# [EXERCISE DESCRIPTION]
Your response should be a copy of each line in the listing below that includes the word "from".
■ ■ ■ ■
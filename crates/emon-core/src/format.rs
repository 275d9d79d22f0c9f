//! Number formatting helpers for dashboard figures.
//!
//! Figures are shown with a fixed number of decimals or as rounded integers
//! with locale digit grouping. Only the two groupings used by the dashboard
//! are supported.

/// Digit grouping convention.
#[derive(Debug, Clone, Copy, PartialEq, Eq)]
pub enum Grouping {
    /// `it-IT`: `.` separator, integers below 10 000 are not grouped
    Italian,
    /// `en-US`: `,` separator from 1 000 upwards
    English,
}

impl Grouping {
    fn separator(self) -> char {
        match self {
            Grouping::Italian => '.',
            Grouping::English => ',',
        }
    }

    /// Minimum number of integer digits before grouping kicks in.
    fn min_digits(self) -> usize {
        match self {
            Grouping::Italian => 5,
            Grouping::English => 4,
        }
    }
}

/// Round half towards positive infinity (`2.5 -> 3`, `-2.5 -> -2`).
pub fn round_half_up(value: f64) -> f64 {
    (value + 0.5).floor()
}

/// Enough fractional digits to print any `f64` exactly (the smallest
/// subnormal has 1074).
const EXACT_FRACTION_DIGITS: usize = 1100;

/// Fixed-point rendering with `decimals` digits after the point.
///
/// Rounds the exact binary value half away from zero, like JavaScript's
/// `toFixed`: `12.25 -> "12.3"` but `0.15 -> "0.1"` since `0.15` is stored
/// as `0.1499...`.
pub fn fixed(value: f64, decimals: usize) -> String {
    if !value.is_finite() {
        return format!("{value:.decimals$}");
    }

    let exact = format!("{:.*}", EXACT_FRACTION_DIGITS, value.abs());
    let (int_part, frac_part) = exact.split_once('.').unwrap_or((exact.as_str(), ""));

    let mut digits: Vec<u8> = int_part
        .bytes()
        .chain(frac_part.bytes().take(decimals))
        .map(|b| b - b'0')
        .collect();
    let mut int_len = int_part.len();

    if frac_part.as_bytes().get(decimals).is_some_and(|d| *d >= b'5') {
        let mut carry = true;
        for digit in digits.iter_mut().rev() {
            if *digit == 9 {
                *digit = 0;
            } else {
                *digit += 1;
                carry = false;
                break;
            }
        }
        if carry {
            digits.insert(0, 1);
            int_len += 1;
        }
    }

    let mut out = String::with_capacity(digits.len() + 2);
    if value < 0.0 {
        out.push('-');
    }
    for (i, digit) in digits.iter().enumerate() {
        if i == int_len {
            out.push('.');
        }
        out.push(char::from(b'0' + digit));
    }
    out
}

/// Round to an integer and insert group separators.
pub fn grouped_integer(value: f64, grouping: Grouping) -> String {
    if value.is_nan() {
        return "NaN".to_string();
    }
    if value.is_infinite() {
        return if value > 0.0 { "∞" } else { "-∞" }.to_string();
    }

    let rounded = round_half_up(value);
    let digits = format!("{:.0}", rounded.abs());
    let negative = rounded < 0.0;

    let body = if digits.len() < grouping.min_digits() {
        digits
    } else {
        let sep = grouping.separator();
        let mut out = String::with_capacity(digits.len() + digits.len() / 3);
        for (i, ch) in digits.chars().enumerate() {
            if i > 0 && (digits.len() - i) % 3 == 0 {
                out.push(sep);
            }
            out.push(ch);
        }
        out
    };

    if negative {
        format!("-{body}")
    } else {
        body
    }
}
■ ■ ■ ■
# [OUTPUT OF THE TASK]
    /// `en-US`: `,` separator from 1 000 upwards
/// Rounds the exact binary value half away from zero, like JavaScript's
        out.push(char::from(b'0' + digit));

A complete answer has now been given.